-- DATA SHOWN follows --

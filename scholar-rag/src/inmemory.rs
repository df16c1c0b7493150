//! In-memory vector index using exact cosine similarity.
//!
//! This module provides [`InMemoryVectorIndex`], an append-only collection
//! protected by a `tokio::sync::RwLock`. Inserts take the write lock, so the
//! id and dimension checks and the append happen atomically; searches take the
//! read lock and scan a consistent snapshot.

use std::cmp::Ordering;
use std::collections::HashMap;

use async_trait::async_trait;
use tokio::sync::RwLock;

use crate::document::{Chunk, SearchResult};
use crate::error::{RagError, Result};
use crate::vectorstore::VectorIndex;

/// A stored chunk and its unit-normalized embedding.
#[derive(Debug, Clone)]
struct Entry {
    chunk: Chunk,
    embedding: Vec<f32>,
}

#[derive(Debug, Default)]
struct Collection {
    /// Entries in insertion order; the position is the tie-break key.
    entries: Vec<Entry>,
    /// Chunk id → position in `entries`.
    ids: HashMap<String, usize>,
    dimensions: Option<usize>,
}

/// An in-memory vector index performing an exhaustive O(n·d) scan per query.
///
/// Embeddings are L2-normalized on insert and the query is normalized at
/// search time, so the score is the cosine similarity. Zero-magnitude vectors
/// are stored as-is and score 0.0 against everything.
///
/// # Example
///
/// ```rust,ignore
/// use scholar_rag::{Chunk, InMemoryVectorIndex, VectorIndex};
///
/// let index = InMemoryVectorIndex::new("study_docs");
/// index.insert(Chunk::new("d1", 0, "alpha beta"), vec![0.6, 0.8]).await?;
/// let hits = index.search(&[0.0, 1.0], 3).await?;
/// ```
#[derive(Debug)]
pub struct InMemoryVectorIndex {
    name: String,
    collection: RwLock<Collection>,
}

impl InMemoryVectorIndex {
    /// Create an empty index whose dimensionality is fixed by the first insert.
    pub fn new(name: impl Into<String>) -> Self {
        Self { name: name.into(), collection: RwLock::new(Collection::default()) }
    }

    /// Create an empty index that only accepts vectors of `dimensions` length.
    pub fn with_dimensions(name: impl Into<String>, dimensions: usize) -> Self {
        let collection = Collection { dimensions: Some(dimensions), ..Collection::default() };
        Self { name: name.into(), collection: RwLock::new(collection) }
    }

    /// The collection name, used in logs.
    pub fn name(&self) -> &str {
        &self.name
    }

    /// Look up a stored chunk by id.
    pub async fn get(&self, chunk_id: &str) -> Option<Chunk> {
        let collection = self.collection.read().await;
        collection.ids.get(chunk_id).map(|&pos| collection.entries[pos].chunk.clone())
    }

    /// All stored chunks of one document, ordered by ordinal.
    pub async fn document_chunks(&self, document_id: &str) -> Vec<Chunk> {
        let collection = self.collection.read().await;
        let mut chunks: Vec<Chunk> = collection
            .entries
            .iter()
            .filter(|entry| entry.chunk.document_id == document_id)
            .map(|entry| entry.chunk.clone())
            .collect();
        chunks.sort_by_key(|chunk| chunk.ordinal);
        chunks
    }
}

impl Default for InMemoryVectorIndex {
    fn default() -> Self {
        Self::new("default")
    }
}

/// Accumulated in `f64`; squares of any finite `f32` stay in range there.
fn l2_norm(v: &[f32]) -> f64 {
    v.iter().map(|&x| f64::from(x).powi(2)).sum::<f64>().sqrt()
}

/// Scale `v` to unit length. Zero vectors are returned unchanged.
fn normalize(mut v: Vec<f32>) -> Vec<f32> {
    let norm = l2_norm(&v);
    if norm > 0.0 {
        v.iter_mut().for_each(|x| *x = (f64::from(*x) / norm) as f32);
    }
    v
}

fn dot(a: &[f32], b: &[f32]) -> f32 {
    a.iter().zip(b).map(|(x, y)| x * y).sum()
}

/// Descending score, then ascending insertion position.
///
/// Scores are finite because stored and query vectors are, so `partial_cmp`
/// is total here; `-0.0` and `0.0` tie.
fn rank(a: &(usize, f32), b: &(usize, f32)) -> Ordering {
    b.1.partial_cmp(&a.1).unwrap_or(Ordering::Equal).then(a.0.cmp(&b.0))
}

#[async_trait]
impl VectorIndex for InMemoryVectorIndex {
    async fn insert(&self, chunk: Chunk, embedding: Vec<f32>) -> Result<()> {
        if embedding.is_empty() {
            return Err(RagError::InvalidArgument(format!(
                "embedding for chunk '{}' is empty",
                chunk.id
            )));
        }
        if embedding.iter().any(|x| !x.is_finite()) {
            return Err(RagError::InvalidArgument(format!(
                "embedding for chunk '{}' has non-finite components",
                chunk.id
            )));
        }

        let mut collection = self.collection.write().await;
        if let Some(expected) = collection.dimensions {
            if embedding.len() != expected {
                return Err(RagError::DimensionMismatch { expected, actual: embedding.len() });
            }
        }
        if collection.ids.contains_key(&chunk.id) {
            return Err(RagError::DuplicateId(chunk.id));
        }

        collection.dimensions = Some(embedding.len());
        let position = collection.entries.len();
        collection.ids.insert(chunk.id.clone(), position);
        collection.entries.push(Entry { chunk, embedding: normalize(embedding) });
        Ok(())
    }

    async fn search(&self, embedding: &[f32], top_k: usize) -> Result<Vec<SearchResult>> {
        let collection = self.collection.read().await;
        if top_k == 0 || collection.entries.is_empty() {
            return Ok(Vec::new());
        }
        if let Some(expected) = collection.dimensions {
            if embedding.len() != expected {
                return Err(RagError::DimensionMismatch { expected, actual: embedding.len() });
            }
        }

        if embedding.iter().any(|x| !x.is_finite()) {
            return Err(RagError::InvalidArgument(
                "query embedding has non-finite components".to_string(),
            ));
        }

        let query = normalize(embedding.to_vec());
        let mut scored: Vec<(usize, f32)> = collection
            .entries
            .iter()
            .enumerate()
            .map(|(position, entry)| (position, dot(&entry.embedding, &query)))
            .collect();

        if top_k < scored.len() {
            scored.select_nth_unstable_by(top_k - 1, rank);
            scored.truncate(top_k);
        }
        scored.sort_unstable_by(rank);

        Ok(scored
            .into_iter()
            .map(|(position, score)| SearchResult {
                chunk: collection.entries[position].chunk.clone(),
                score,
            })
            .collect())
    }

    async fn len(&self) -> usize {
        self.collection.read().await.entries.len()
    }

    async fn dimensions(&self) -> Option<usize> {
        self.collection.read().await.dimensions
    }
}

-- DATA SHOWN concluded --

Exactly the lines from the one containing "if top_k == 0" to the last line of the entries above must be duplicated, with both of those lines included and nothing more.

        if top_k == 0 || collection.entries.is_empty() {
            return Ok(Vec::new());
        }
        if let Some(expected) = collection.dimensions {
            if embedding.len() != expected {
                return Err(RagError::DimensionMismatch { expected, actual: embedding.len() });
            }
        }

        if embedding.iter().any(|x| !x.is_finite()) {
            return Err(RagError::InvalidArgument(
                "query embedding has non-finite components".to_string(),
            ));
        }

        let query = normalize(embedding.to_vec());
        let mut scored: Vec<(usize, f32)> = collection
            .entries
            .iter()
            .enumerate()
            .map(|(position, entry)| (position, dot(&entry.embedding, &query)))
            .collect();

        if top_k < scored.len() {
            scored.select_nth_unstable_by(top_k - 1, rank);
            scored.truncate(top_k);
        }
        scored.sort_unstable_by(rank);

        Ok(scored
            .into_iter()
            .map(|(position, score)| SearchResult {
                chunk: collection.entries[position].chunk.clone(),
                score,
            })
            .collect())
    }

    async fn len(&self) -> usize {
        self.collection.read().await.entries.len()
    }

    async fn dimensions(&self) -> Option<usize> {
        self.collection.read().await.dimensions
    }
}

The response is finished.